Verbatim transcription of the listing is needed.

_Data for this exercise_.
--

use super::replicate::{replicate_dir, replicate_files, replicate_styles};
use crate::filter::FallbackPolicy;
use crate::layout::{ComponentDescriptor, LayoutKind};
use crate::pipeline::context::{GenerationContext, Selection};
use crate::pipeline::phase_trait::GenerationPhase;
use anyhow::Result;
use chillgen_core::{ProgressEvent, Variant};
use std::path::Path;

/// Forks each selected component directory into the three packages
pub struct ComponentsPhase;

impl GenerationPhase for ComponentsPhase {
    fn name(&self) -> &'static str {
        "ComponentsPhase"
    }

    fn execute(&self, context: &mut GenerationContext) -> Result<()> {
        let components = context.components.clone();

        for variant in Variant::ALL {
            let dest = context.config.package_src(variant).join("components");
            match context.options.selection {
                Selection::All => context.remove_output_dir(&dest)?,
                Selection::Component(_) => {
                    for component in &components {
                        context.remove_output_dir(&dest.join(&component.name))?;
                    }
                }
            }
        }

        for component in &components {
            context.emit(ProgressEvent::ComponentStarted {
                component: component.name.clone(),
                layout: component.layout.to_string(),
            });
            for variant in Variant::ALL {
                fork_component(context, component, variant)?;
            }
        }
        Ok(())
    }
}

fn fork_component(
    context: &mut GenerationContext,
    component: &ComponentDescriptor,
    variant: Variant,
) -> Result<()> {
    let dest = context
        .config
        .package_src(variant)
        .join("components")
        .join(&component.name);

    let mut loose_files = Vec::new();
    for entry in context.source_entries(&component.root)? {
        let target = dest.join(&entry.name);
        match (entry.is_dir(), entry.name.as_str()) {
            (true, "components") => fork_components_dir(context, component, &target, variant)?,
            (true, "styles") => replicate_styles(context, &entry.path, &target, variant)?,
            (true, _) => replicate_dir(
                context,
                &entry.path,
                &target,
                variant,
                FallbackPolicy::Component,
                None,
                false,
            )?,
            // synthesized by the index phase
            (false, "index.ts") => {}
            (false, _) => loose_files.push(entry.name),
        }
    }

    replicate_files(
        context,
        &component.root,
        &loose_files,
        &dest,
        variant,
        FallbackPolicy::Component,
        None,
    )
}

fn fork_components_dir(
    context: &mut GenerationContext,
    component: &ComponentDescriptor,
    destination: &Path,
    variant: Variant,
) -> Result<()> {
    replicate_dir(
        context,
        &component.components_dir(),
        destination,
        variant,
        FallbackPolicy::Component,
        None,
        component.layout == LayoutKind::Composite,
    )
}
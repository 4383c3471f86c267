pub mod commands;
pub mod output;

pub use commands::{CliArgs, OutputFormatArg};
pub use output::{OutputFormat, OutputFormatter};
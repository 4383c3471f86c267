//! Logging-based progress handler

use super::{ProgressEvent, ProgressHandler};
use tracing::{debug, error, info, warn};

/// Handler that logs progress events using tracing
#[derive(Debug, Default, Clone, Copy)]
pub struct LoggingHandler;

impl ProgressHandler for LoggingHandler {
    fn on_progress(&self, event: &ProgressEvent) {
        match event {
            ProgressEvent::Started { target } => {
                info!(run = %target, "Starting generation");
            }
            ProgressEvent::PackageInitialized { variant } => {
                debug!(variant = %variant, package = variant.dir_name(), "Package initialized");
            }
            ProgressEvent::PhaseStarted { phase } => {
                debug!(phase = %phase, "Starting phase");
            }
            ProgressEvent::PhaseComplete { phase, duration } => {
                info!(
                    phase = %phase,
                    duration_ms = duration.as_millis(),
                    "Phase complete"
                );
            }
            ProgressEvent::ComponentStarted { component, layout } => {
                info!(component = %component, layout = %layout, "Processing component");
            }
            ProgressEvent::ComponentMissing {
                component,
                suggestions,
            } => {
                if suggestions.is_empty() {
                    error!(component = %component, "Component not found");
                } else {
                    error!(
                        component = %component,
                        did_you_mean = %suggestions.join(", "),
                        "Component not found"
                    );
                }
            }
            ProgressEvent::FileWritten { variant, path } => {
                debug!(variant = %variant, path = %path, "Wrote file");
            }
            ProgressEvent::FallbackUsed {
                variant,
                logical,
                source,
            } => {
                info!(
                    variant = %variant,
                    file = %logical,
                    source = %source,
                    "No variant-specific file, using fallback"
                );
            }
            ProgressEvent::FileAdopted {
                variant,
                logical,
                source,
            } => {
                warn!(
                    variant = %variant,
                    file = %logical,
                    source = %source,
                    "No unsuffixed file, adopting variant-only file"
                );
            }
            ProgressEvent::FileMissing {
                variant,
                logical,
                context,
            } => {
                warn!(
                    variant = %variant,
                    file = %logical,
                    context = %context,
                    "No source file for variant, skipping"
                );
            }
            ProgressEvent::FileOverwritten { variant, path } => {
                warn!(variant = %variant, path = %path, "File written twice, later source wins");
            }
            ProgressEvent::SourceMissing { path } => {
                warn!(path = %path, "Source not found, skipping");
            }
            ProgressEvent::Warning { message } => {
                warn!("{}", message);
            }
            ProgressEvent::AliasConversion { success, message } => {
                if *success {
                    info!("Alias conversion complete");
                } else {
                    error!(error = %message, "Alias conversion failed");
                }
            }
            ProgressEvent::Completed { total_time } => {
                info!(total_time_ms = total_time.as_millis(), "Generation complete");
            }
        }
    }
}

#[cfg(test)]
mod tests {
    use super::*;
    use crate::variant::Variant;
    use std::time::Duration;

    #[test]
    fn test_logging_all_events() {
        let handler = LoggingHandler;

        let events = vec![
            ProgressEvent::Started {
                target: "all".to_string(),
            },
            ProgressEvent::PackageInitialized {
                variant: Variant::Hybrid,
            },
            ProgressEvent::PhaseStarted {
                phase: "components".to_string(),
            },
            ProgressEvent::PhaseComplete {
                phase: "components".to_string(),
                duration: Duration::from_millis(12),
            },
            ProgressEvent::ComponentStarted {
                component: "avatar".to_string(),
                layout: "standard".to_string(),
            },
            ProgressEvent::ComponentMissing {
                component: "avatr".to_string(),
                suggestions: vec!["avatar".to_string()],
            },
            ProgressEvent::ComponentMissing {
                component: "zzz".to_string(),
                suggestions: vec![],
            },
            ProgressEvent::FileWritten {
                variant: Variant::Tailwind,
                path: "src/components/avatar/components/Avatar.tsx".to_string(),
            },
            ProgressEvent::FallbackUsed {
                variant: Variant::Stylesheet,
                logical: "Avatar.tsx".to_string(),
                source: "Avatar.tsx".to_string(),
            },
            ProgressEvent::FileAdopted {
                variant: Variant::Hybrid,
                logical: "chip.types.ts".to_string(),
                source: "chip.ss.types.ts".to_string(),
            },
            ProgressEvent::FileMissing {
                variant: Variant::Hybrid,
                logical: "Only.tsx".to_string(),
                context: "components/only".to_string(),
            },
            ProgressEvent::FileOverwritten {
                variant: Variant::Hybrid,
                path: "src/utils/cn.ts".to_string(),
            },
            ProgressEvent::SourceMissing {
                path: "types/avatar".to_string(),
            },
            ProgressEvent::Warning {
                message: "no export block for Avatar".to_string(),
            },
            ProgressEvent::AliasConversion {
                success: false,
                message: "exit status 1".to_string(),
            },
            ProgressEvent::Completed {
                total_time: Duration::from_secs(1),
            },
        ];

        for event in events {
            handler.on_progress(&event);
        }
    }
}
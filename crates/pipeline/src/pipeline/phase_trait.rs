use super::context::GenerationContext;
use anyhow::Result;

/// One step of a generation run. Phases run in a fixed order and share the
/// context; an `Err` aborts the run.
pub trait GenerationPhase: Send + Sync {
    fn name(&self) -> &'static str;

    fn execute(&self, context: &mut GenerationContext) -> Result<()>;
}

--

_Output of the exercise_.
use super::replicate::{replicate_dir, replicate_files, replicate_styles};
use crate::filter::FallbackPolicy;
use crate::layout::{ComponentDescriptor, LayoutKind};
use crate::pipeline::context::{GenerationContext, Selection};
use crate::pipeline::phase_trait::GenerationPhase;
use anyhow::Result;
use chillgen_core::{ProgressEvent, Variant};
use std::path::Path;

/// Forks each selected component directory into the three packages
pub struct ComponentsPhase;

impl GenerationPhase for ComponentsPhase {
    fn name(&self) -> &'static str {
        "ComponentsPhase"
    }

    fn execute(&self, context: &mut GenerationContext) -> Result<()> {
        let components = context.components.clone();

        for variant in Variant::ALL {
            let dest = context.config.package_src(variant).join("components");
            match context.options.selection {
                Selection::All => context.remove_output_dir(&dest)?,
                Selection::Component(_) => {
                    for component in &components {
                        context.remove_output_dir(&dest.join(&component.name))?;
                    }
                }
            }
        }

        for component in &components {
            context.emit(ProgressEvent::ComponentStarted {
                component: component.name.clone(),
                layout: component.layout.to_string(),
            });
            for variant in Variant::ALL {
                fork_component(context, component, variant)?;
            }
        }
        Ok(())
    }
}

fn fork_component(
    context: &mut GenerationContext,
    component: &ComponentDescriptor,
    variant: Variant,
) -> Result<()> {
    let dest = context
        .config
        .package_src(variant)
        .join("components")
        .join(&component.name);

    let mut loose_files = Vec::new();
    for entry in context.source_entries(&component.root)? {
        let target = dest.join(&entry.name);
        match (entry.is_dir(), entry.name.as_str()) {
            (true, "components") => fork_components_dir(context, component, &target, variant)?,
            (true, "styles") => replicate_styles(context, &entry.path, &target, variant)?,
            (true, _) => replicate_dir(
                context,
                &entry.path,
                &target,
                variant,
                FallbackPolicy::Component,
                None,
                false,
            )?,
            // synthesized by the index phase
            (false, "index.ts") => {}
            (false, _) => loose_files.push(entry.name),
        }
    }

    replicate_files(
        context,
        &component.root,
        &loose_files,
        &dest,
        variant,
        FallbackPolicy::Component,
        None,
    )
}

fn fork_components_dir(
    context: &mut GenerationContext,
    component: &ComponentDescriptor,
    destination: &Path,
    variant: Variant,
) -> Result<()> {
    replicate_dir(
        context,
        &component.components_dir(),
        destination,
        variant,
        FallbackPolicy::Component,
        None,
        component.layout == LayoutKind::Composite,
    )
}
repository 4383c3471f86c267
pub mod commands;
pub mod output;

pub use commands::{CliArgs, OutputFormatArg};
pub use output::{OutputFormat, OutputFormatter};
repository 4383c3471f86c267
//! Logging-based progress handler

use super::{ProgressEvent, ProgressHandler};
use tracing::{debug, error, info, warn};

/// Handler that logs progress events using tracing
#[derive(Debug, Default, Clone, Copy)]
pub struct LoggingHandler;

impl ProgressHandler for LoggingHandler {
    fn on_progress(&self, event: &ProgressEvent) {
        match event {
            ProgressEvent::Started { target } => {
                info!(run = %target, "Starting generation");
            }
            ProgressEvent::PackageInitialized { variant } => {
                debug!(variant = %variant, package = variant.dir_name(), "Package initialized");
            }
            ProgressEvent::PhaseStarted { phase } => {
                debug!(phase = %phase, "Starting phase");
            }
            ProgressEvent::PhaseComplete { phase, duration } => {
                info!(
                    phase = %phase,
                    duration_ms = duration.as_millis(),
                    "Phase complete"
                );
            }
            ProgressEvent::ComponentStarted { component, layout } => {
                info!(component = %component, layout = %layout, "Processing component");
            }
            ProgressEvent::ComponentMissing {
                component,
                suggestions,
            } => {
                if suggestions.is_empty() {
                    error!(component = %component, "Component not found");
                } else {
                    error!(
                        component = %component,
                        did_you_mean = %suggestions.join(", "),
                        "Component not found"
                    );
                }
            }
            ProgressEvent::FileWritten { variant, path } => {
                debug!(variant = %variant, path = %path, "Wrote file");
            }
            ProgressEvent::FallbackUsed {
                variant,
                logical,
                source,
            } => {
                info!(
                    variant = %variant,
                    file = %logical,
                    source = %source,
                    "No variant-specific file, using fallback"
                );
            }
            ProgressEvent::FileAdopted {
                variant,
                logical,
                source,
            } => {
                warn!(
                    variant = %variant,
                    file = %logical,
                    source = %source,
                    "No unsuffixed file, adopting variant-only file"
                );
            }
            ProgressEvent::FileMissing {
                variant,
                logical,
                context,
            } => {
                warn!(
                    variant = %variant,
                    file = %logical,
                    context = %context,
                    "No source file for variant, skipping"
                );
            }
            ProgressEvent::FileOverwritten { variant, path } => {
                warn!(variant = %variant, path = %path, "File written twice, later source wins");
            }
            ProgressEvent::SourceMissing { path } => {
                warn!(path = %path, "Source not found, skipping");
            }
            ProgressEvent::Warning { message } => {
                warn!("{}", message);
            }
            ProgressEvent::AliasConversion { success, message } => {
                if *success {
                    info!("Alias conversion complete");
                } else {
                    error!(error = %message, "Alias conversion failed");
                }
            }
            ProgressEvent::Completed { total_time } => {
                info!(total_time_ms = total_time.as_millis(), "Generation complete");
            }
        }
    }
}

#[cfg(test)]
mod tests {
    use super::*;
    use crate::variant::Variant;
    use std::time::Duration;

    #[test]
    fn test_logging_all_events() {
        let handler = LoggingHandler;

        let events = vec![
            ProgressEvent::Started {
                target: "all".to_string(),
            },
            ProgressEvent::PackageInitialized {
                variant: Variant::Hybrid,
            },
            ProgressEvent::PhaseStarted {
                phase: "components".to_string(),
            },
            ProgressEvent::PhaseComplete {
                phase: "components".to_string(),
                duration: Duration::from_millis(12),
            },
            ProgressEvent::ComponentStarted {
                component: "avatar".to_string(),
                layout: "standard".to_string(),
            },
            ProgressEvent::ComponentMissing {
                component: "avatr".to_string(),
                suggestions: vec!["avatar".to_string()],
            },
            ProgressEvent::ComponentMissing {
                component: "zzz".to_string(),
                suggestions: vec![],
            },
            ProgressEvent::FileWritten {
                variant: Variant::Tailwind,
                path: "src/components/avatar/components/Avatar.tsx".to_string(),
            },
            ProgressEvent::FallbackUsed {
                variant: Variant::Stylesheet,
                logical: "Avatar.tsx".to_string(),
                source: "Avatar.tsx".to_string(),
            },
            ProgressEvent::FileAdopted {
                variant: Variant::Hybrid,
                logical: "chip.types.ts".to_string(),
                source: "chip.ss.types.ts".to_string(),
            },
            ProgressEvent::FileMissing {
                variant: Variant::Hybrid,
                logical: "Only.tsx".to_string(),
                context: "components/only".to_string(),
            },
            ProgressEvent::FileOverwritten {
                variant: Variant::Hybrid,
                path: "src/utils/cn.ts".to_string(),
            },
            ProgressEvent::SourceMissing {
                path: "types/avatar".to_string(),
            },
            ProgressEvent::Warning {
                message: "no export block for Avatar".to_string(),
            },
            ProgressEvent::AliasConversion {
                success: false,
                message: "exit status 1".to_string(),
            },
            ProgressEvent::Completed {
                total_time: Duration::from_secs(1),
            },
        ];

        for event in events {
            handler.on_progress(&event);
        }
    }
}
filename crates/pipeline/src/pipeline/phase_trait.rs
use super::context::GenerationContext;
use anyhow::Result;

/// One step of a generation run. Phases run in a fixed order and share the
/// context; an `Err` aborts the run.
pub trait GenerationPhase: Send + Sync {
    fn name(&self) -> &'static str;

    fn execute(&self, context: &mut GenerationContext) -> Result<()>;
}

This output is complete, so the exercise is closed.